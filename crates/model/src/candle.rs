//! OHLC candles and ordered candle series.

use chrono::{DateTime, Utc};
use rust_decimal::Decimal;
use serde::{Deserialize, Serialize};
use thiserror::Error;

/// One OHLC bar.
#[derive(Debug, Clone, PartialEq, Eq, Serialize, Deserialize)]
pub struct Candle {
    /// Bar open time (UTC).
    pub timestamp: DateTime<Utc>,
    pub open: Decimal,
    pub high: Decimal,
    pub low: Decimal,
    pub close: Decimal,
    /// Not every venue reports volume for synthetic indices.
    pub volume: Option<Decimal>,
}

/// Errors building a [`CandleSeries`].
#[derive(Debug, Clone, PartialEq, Eq, Error)]
pub enum SeriesError {
    /// Timestamps must be strictly increasing.
    #[error("candle {index} at {timestamp} is not after its predecessor")]
    NotIncreasing {
        /// Position of the offending candle.
        index: usize,
        /// Its timestamp.
        timestamp: DateTime<Utc>,
    },
}

/// Candles ordered by timestamp ascending.
///
/// Immutable once built; timestamps are strictly increasing.
#[derive(Debug, Clone, Default, PartialEq, Eq, Serialize)]
pub struct CandleSeries {
    candles: Vec<Candle>,
}

impl CandleSeries {
    /// Build a series, rejecting out-of-order or duplicate timestamps.
    pub fn new(candles: Vec<Candle>) -> Result<Self, SeriesError> {
        if let Some(index) = candles
            .windows(2)
            .position(|pair| pair[1].timestamp <= pair[0].timestamp)
        {
            return Err(SeriesError::NotIncreasing {
                index: index + 1,
                timestamp: candles[index + 1].timestamp,
            });
        }

        Ok(Self { candles })
    }

    /// An empty series.
    pub fn empty() -> Self {
        Self::default()
    }

    pub fn len(&self) -> usize {
        self.candles.len()
    }

    pub fn is_empty(&self) -> bool {
        self.candles.is_empty()
    }

    /// Close of the most recent candle.
    pub fn last_close(&self) -> Option<Decimal> {
        self.candles.last().map(|c| c.close)
    }

    pub fn iter(&self) -> std::slice::Iter<'_, Candle> {
        self.candles.iter()
    }
}

impl<'a> IntoIterator for &'a CandleSeries {
    type Item = &'a Candle;
    type IntoIter = std::slice::Iter<'a, Candle>;

    fn into_iter(self) -> Self::IntoIter {
        self.candles.iter()
    }
}
//! Scripted in-memory transport for tests.
//!
//! Every frame sent through a [`ScriptedTransport`] is parsed as JSON, recorded
//! in a shared [`Transcript`], and handed to a responder closure that decides
//! what the fake server answers. Replies are queued and returned by
//! `receive()`; when nothing is queued `receive()` never completes, like a
//! server that stays silent.

use std::collections::VecDeque;
use std::sync::Arc;

use async_trait::async_trait;
use parking_lot::Mutex;
use serde_json::Value;

use crate::{ConnectionState, Transport, TransportError};

/// What the fake server does in response to one request.
#[derive(Debug, Clone)]
pub enum Reply {
    /// JSON reply; the request's `req_id` is copied in unless already present.
    Json(Value),
    /// A frame sent verbatim (unsolicited pushes, stale replies, garbage).
    Raw(String),
    /// Drop the connection once the frames queued before it are read.
    Disconnect,
}

/// Decides the replies to a request. Receives the 1-based connection number.
pub type Responder = Box<dyn FnMut(usize, &Value) -> Vec<Reply> + Send>;

/// One recorded transport event.
#[derive(Debug, Clone, PartialEq)]
pub enum TranscriptEntry {
    Connected { connection: usize },
    ConnectFailed { attempt: usize },
    Sent { connection: usize, request: Value },
    Closed { connection: usize },
}

/// Shared, cloneable record of everything the transport did.
#[derive(Debug, Clone, Default)]
pub struct Transcript(Arc<Mutex<Vec<TranscriptEntry>>>);

impl Transcript {
    fn push(&self, entry: TranscriptEntry) {
        self.0.lock().push(entry);
    }

    pub fn entries(&self) -> Vec<TranscriptEntry> {
        self.0.lock().clone()
    }

    /// Every request sent, in order.
    pub fn sent(&self) -> Vec<Value> {
        self.0
            .lock()
            .iter()
            .filter_map(|e| match e {
                TranscriptEntry::Sent { request, .. } => Some(request.clone()),
                _ => None,
            })
            .collect()
    }

    /// Requests carrying the given top-level key (e.g. `"buy"`).
    pub fn sent_with_key(&self, key: &str) -> Vec<Value> {
        self.sent()
            .into_iter()
            .filter(|r| r.get(key).is_some())
            .collect()
    }

    /// Number of successful connects.
    pub fn connections(&self) -> usize {
        self.0
            .lock()
            .iter()
            .filter(|e| matches!(e, TranscriptEntry::Connected { .. }))
            .count()
    }

    /// Number of failed connect attempts.
    pub fn failed_connects(&self) -> usize {
        self.0
            .lock()
            .iter()
            .filter(|e| matches!(e, TranscriptEntry::ConnectFailed { .. }))
            .count()
    }
}

#[derive(Debug, Clone, Copy)]
enum ConnectFailures {
    None,
    First(usize),
    Always,
}

enum Inbound {
    Frame(String),
    Drop,
}

/// In-memory [`Transport`] driven by a responder closure.
pub struct ScriptedTransport {
    responder: Responder,
    transcript: Transcript,
    inbound: VecDeque<Inbound>,
    state: ConnectionState,
    connect_failures: ConnectFailures,
    connect_attempts: usize,
    connection: usize,
}

impl ScriptedTransport {
    pub fn new(responder: impl FnMut(usize, &Value) -> Vec<Reply> + Send + 'static) -> Self {
        Self {
            responder: Box::new(responder),
            transcript: Transcript::default(),
            inbound: VecDeque::new(),
            state: ConnectionState::Disconnected,
            connect_failures: ConnectFailures::None,
            connect_attempts: 0,
            connection: 0,
        }
    }

    /// Fail the first `n` connect attempts.
    pub fn with_connect_failures(mut self, n: usize) -> Self {
        self.connect_failures = ConnectFailures::First(n);
        self
    }

    /// Fail every connect attempt.
    pub fn refusing_connections(mut self) -> Self {
        self.connect_failures = ConnectFailures::Always;
        self
    }

    /// Handle to the transcript; stays valid after the transport is moved.
    pub fn transcript(&self) -> Transcript {
        self.transcript.clone()
    }

    fn connect_should_fail(&self) -> bool {
        match self.connect_failures {
            ConnectFailures::None => false,
            ConnectFailures::First(n) => self.connect_attempts <= n,
            ConnectFailures::Always => true,
        }
    }
}

#[async_trait]
impl Transport for ScriptedTransport {
    async fn connect(&mut self) -> Result<(), TransportError> {
        self.connect_attempts += 1;
        self.inbound.clear();

        if self.connect_should_fail() {
            self.state = ConnectionState::Disconnected;
            self.transcript.push(TranscriptEntry::ConnectFailed {
                attempt: self.connect_attempts,
            });
            return Err(TransportError::Connect("connection refused".into()));
        }

        self.connection += 1;
        self.state = ConnectionState::Connected;
        self.transcript.push(TranscriptEntry::Connected {
            connection: self.connection,
        });
        Ok(())
    }

    async fn send(&mut self, frame: String) -> Result<(), TransportError> {
        if self.state != ConnectionState::Connected {
            return Err(TransportError::NotConnected);
        }

        let request: Value = serde_json::from_str(&frame)
            .map_err(|e| TransportError::Send(format!("test transport expects JSON: {}", e)))?;

        self.transcript.push(TranscriptEntry::Sent {
            connection: self.connection,
            request: request.clone(),
        });

        for reply in (self.responder)(self.connection, &request) {
            match reply {
                Reply::Json(mut body) => {
                    if let (Some(req_id), Some(obj)) = (request.get("req_id"), body.as_object_mut()) {
                        obj.entry("req_id").or_insert_with(|| req_id.clone());
                    }
                    self.inbound.push_back(Inbound::Frame(body.to_string()));
                }
                Reply::Raw(text) => self.inbound.push_back(Inbound::Frame(text)),
                Reply::Disconnect => self.inbound.push_back(Inbound::Drop),
            }
        }

        Ok(())
    }

    async fn receive(&mut self) -> Result<String, TransportError> {
        if self.state != ConnectionState::Connected {
            return Err(TransportError::NotConnected);
        }

        match self.inbound.pop_front() {
            Some(Inbound::Frame(text)) => Ok(text),
            Some(Inbound::Drop) => {
                self.state = ConnectionState::Disconnected;
                self.inbound.clear();
                Err(TransportError::ConnectionLost("scripted disconnect".into()))
            }
            None => std::future::pending().await,
        }
    }

    async fn close(&mut self) {
        if self.state == ConnectionState::Connected {
            self.transcript.push(TranscriptEntry::Closed {
                connection: self.connection,
            });
        }
        self.state = ConnectionState::Disconnected;
        self.inbound.clear();
    }

    fn state(&self) -> ConnectionState {
        self.state
    }
}

#[cfg(test)]
mod tests {
    use super::*;
    use serde_json::json;

    #[tokio::test]
    async fn test_reply_echoes_req_id() {
        let mut transport =
            ScriptedTransport::new(|_, _| vec![Reply::Json(json!({"msg_type": "ping", "ping": "pong"}))]);
        transport.connect().await.unwrap();
        transport
            .send(json!({"ping": 1, "req_id": 7}).to_string())
            .await
            .unwrap();

        let reply: Value = serde_json::from_str(&transport.receive().await.unwrap()).unwrap();
        assert_eq!(reply["req_id"], 7);
        assert_eq!(transport.transcript().sent().len(), 1);
    }

    #[tokio::test]
    async fn test_disconnect_reply() {
        let mut transport = ScriptedTransport::new(|_, _| vec![Reply::Disconnect]);
        transport.connect().await.unwrap();
        transport.send(json!({"ping": 1}).to_string()).await.unwrap();

        let err = transport.receive().await.unwrap_err();
        assert!(err.is_connection_loss());
        assert_eq!(transport.state(), ConnectionState::Disconnected);
        assert_eq!(
            transport.send("{}".into()).await,
            Err(TransportError::NotConnected)
        );
    }

    #[tokio::test]
    async fn test_connect_failures_then_success() {
        let mut transport = ScriptedTransport::new(|_, _| Vec::new()).with_connect_failures(2);
        let transcript = transport.transcript();

        assert!(transport.connect().await.is_err());
        assert!(transport.connect().await.is_err());
        assert!(transport.connect().await.is_ok());
        assert_eq!(transcript.failed_connects(), 2);
        assert_eq!(transcript.connections(), 1);
    }

    #[tokio::test]
    async fn test_silent_server_never_answers() {
        let mut transport = ScriptedTransport::new(|_, _| Vec::new());
        transport.connect().await.unwrap();
        transport.send(json!({"ping": 1}).to_string()).await.unwrap();

        let waited =
            tokio::time::timeout(std::time::Duration::from_millis(20), transport.receive()).await;
        assert!(waited.is_err());
    }
}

++++++

### Instructions for the task:
Going through the entries, return every line holding the word "matches".

### Your response:
            .filter(|e| matches!(e, TranscriptEntry::Connected { .. }))
            .filter(|e| matches!(e, TranscriptEntry::ConnectFailed { .. }))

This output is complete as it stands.